Tuesday, March 9, 2010

Little Motel




I know I haven’t seen you in years, and I know the last time I had it wasn’t on the best terms… all I can say now is that I hope your happy in your own personal hell.

I had nothing but the utmost faith in you, nothing but kindness and consideration in the deepest pits of my heart, but constantly you would threw these feelings back at me—calling me naive, foolish, and too hopeful. If there’s anything I ever been its hopeful, and it’s understandable that this isn’t always the most attractive quality in a person. Often times it leads to unrealistic delusions of grandeur, but there needs to be someone that holds steadily to those feelings, otherwise we’re both sinking ships passing in the night.

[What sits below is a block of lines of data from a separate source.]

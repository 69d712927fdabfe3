use std::collections::BTreeMap;

use rand::{Rng, seq::IndexedRandom as _};

use crate::{
    catalog::Catalog,
    foundation::{
        core::{Duration, Region},
        error::{MashupError, MashupResult},
    },
    generate::{
        blend::BlendCatalog,
        layers::LayerStack,
        params::{DurationRange, GeneratorParameters, SegmentTemplate},
        pool::SourcePool,
        sampler::TicketSampler,
    },
    plan::{ClipSource, Plan, PlanName, PlanOp},
    project::Project,
};

/// Fresh names drawn before a persist collision is treated as a broken random source.
const NAME_ATTEMPTS: usize = 16;

/// Summary of one generator run.
#[derive(Clone, Debug, PartialEq, Eq)]
pub struct GenerateReport {
    pub root: PlanName,
    pub segments: usize,
    pub plans: usize,
    pub total: Duration,
}

/// Builds a random plan graph for a project and publishes its root.
///
/// All randomness, plan names included, comes from the injected `rng`, so a fixed seed over a
/// fixed catalog reproduces the same graph.
pub struct PlanGenerator<'a, R> {
    project: &'a Project,
    catalog: &'a Catalog,
    params: GeneratorParameters,
    blends: BlendCatalog,
    rng: R,
    plans: usize,
}

impl<'a, R: Rng> PlanGenerator<'a, R> {
    pub fn new(
        project: &'a Project,
        catalog: &'a Catalog,
        params: GeneratorParameters,
        rng: R,
    ) -> MashupResult<Self> {
        params.validate()?;
        let blends = params.blend_catalog()?;
        Ok(Self {
            project,
            catalog,
            params,
            blends,
            rng,
            plans: 0,
        })
    }

    /// Use the project's `generator.json`.
    pub fn from_project(project: &'a Project, catalog: &'a Catalog, rng: R) -> MashupResult<Self> {
        let params = project.generator_params()?;
        Self::new(project, catalog, params, rng)
    }

    pub fn params(&self) -> &GeneratorParameters {
        &self.params
    }

    #[tracing::instrument(skip(self), fields(project = %self.project.root().display()))]
    pub fn generate(&mut self) -> MashupResult<GenerateReport> {
        let sampler = TicketSampler::new(
            self.params
                .segments
                .iter()
                .map(|s| (s.tickets(), s.clone())),
        )?;
        let mut pool = SourcePool::scan(
            self.catalog,
            &self.params.tag_filter(),
            self.params.alignment,
            &mut self.rng,
        )?;
        let mut layers = LayerStack::new(self.params.max_concat)?;

        let mut total = Duration::ZERO;
        let mut segments = 0usize;
        while total < self.params.target {
            layers.settle(|children| self.persist(PlanOp::Concat(children)))?;

            let segment = sampler.draw(&mut self.rng);
            let (name, achieved) = self.materialize(segment, &mut pool)?;
            layers.push(name);
            total += achieved;
            segments += 1;
            tracing::debug!(segment = segments, %achieved, %total, "segment added");
        }

        let root = layers
            .collapse(|children| self.persist(PlanOp::Concat(children)))?
            .ok_or_else(|| MashupError::config("generator produced no segments"))?;
        self.project.publish(&root)?;

        tracing::info!(%root, segments, plans = self.plans, %total, "plan generated");
        Ok(GenerateReport {
            root,
            segments,
            plans: self.plans,
            total,
        })
    }

    fn materialize(
        &mut self,
        segment: &SegmentTemplate,
        pool: &mut SourcePool,
    ) -> MashupResult<(PlanName, Duration)> {
        match segment {
            SegmentTemplate::Clip { duration, .. } => {
                let target = self.draw_duration(duration);
                self.clip(pool, target)
            }
            SegmentTemplate::Stack {
                duration, count, ..
            } => {
                let target = self.draw_duration(duration);
                let children = (0..*count)
                    .map(|_| self.clip(pool, target).map(|(name, _)| name))
                    .collect::<MashupResult<Vec<_>>>()?;
                let name = self.persist(PlanOp::Stack {
                    duration: target,
                    children,
                })?;
                Ok((name, target))
            }
            SegmentTemplate::Blend { template, .. } => {
                let recipe = self.blends.get(template)?.clone();
                let mut attachments = BTreeMap::new();
                for slot in &recipe.slots {
                    let (name, _) = self.clip(pool, slot.duration)?;
                    attachments.insert(slot.name.clone(), name);
                }
                let name = self.persist(PlanOp::Blend {
                    template: template.clone(),
                    attachments,
                })?;
                Ok((name, recipe.duration))
            }
        }
    }

    /// Persist one clip of (at most) `target` from the next pooled source.
    fn clip(&mut self, pool: &mut SourcePool, target: Duration) -> MashupResult<(PlanName, Duration)> {
        let entry = pool.next(&mut self.rng);
        let region = entry
            .usable
            .choose(&mut self.rng)
            .copied()
            .ok_or_else(|| MashupError::not_found(format!("source '{}' has no region", entry.source.key)))?;
        let source = if self.params.inline_sources {
            ClipSource::Inline(Box::new(entry.source.clone()))
        } else {
            ClipSource::Key(entry.source.key.clone())
        };

        let (region, achieved) = cut(region, target, self.params.alignment, &mut self.rng);
        let name = self.persist(PlanOp::Clip { region, source })?;
        Ok((name, achieved))
    }

    fn draw_duration(&mut self, range: &DurationRange) -> Duration {
        let micros = self
            .rng
            .random_range(range.min.as_micros()..=range.max.as_micros());
        quantize(Duration::from_micros(micros), self.params.alignment)
    }

    fn persist(&mut self, op: PlanOp) -> MashupResult<PlanName> {
        for _ in 0..NAME_ATTEMPTS {
            let plan = Plan::new(PlanName::random(&mut self.rng), op.clone());
            match self.project.plans().create(&plan) {
                Ok(()) => {
                    self.plans += 1;
                    tracing::debug!(plan = %plan.name, op = plan.op.kind(), "plan persisted");
                    return Ok(plan.name);
                }
                Err(MashupError::AlreadyExists(_)) => {
                    tracing::debug!(plan = %plan.name, "plan name taken; drawing another");
                }
                Err(e) => return Err(e),
            }
        }
        Err(MashupError::already_exists(format!(
            "no free plan name after {NAME_ATTEMPTS} attempts"
        )))
    }
}

/// Truncate `d` to a multiple of `alignment`, never below one `alignment`.
pub fn quantize(d: Duration, alignment: Duration) -> Duration {
    d.truncate_to(alignment).max(alignment)
}

/// Cut a clip of `target` out of `region` at a random offset.
///
/// When the region is not longer than `target` the whole region is used, truncated down to a
/// multiple of `alignment`. Returns the clip region and its achieved duration.
pub fn cut<R: Rng + ?Sized>(
    region: Region,
    target: Duration,
    alignment: Duration,
    rng: &mut R,
) -> (Region, Duration) {
    let available = region.duration();
    if available > target {
        let slack = available.saturating_sub(target).as_micros();
        let start = region.start + Duration::from_micros(rng.random_range(0..=slack));
        return (Region::new(start, start + target), target);
    }
    let achieved = available.truncate_to(alignment);
    (Region::new(region.start, region.start + achieved), achieved)
}

#[cfg(test)]
#[path = "../../tests/unit/generate/generator.rs"]
mod tests;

I know that you have it in you to be something so much more, something stronger; but I also know the amount of effort and painstaking work that is involved in order to ensure this self-reality. It doesn’t mean that it’s a thought that should be dismissed with a casual scoff. You’ve said that I never knew you and that even more so I wouldn’t know you now, but that’s a claim only you can hold on to. You’re not as deep a person as you would hope. Your feelings are worn clearly on your sleeves, and your emotions are strewn about the memories we once held dearly onto, everything was clear and everything was easy to read.

I know you live deep within a state of sorrow; I can recognize this much as I have constantly been fighting to get out of mine. Birds of feather, not only flock together, but we can also see the worlds of one another. I’ve never been difficult to understand, my intentions were always things you could read, if not been told—this hasn’t made life easier, but at the very least I’ve hoped its been made at least a little more understandable.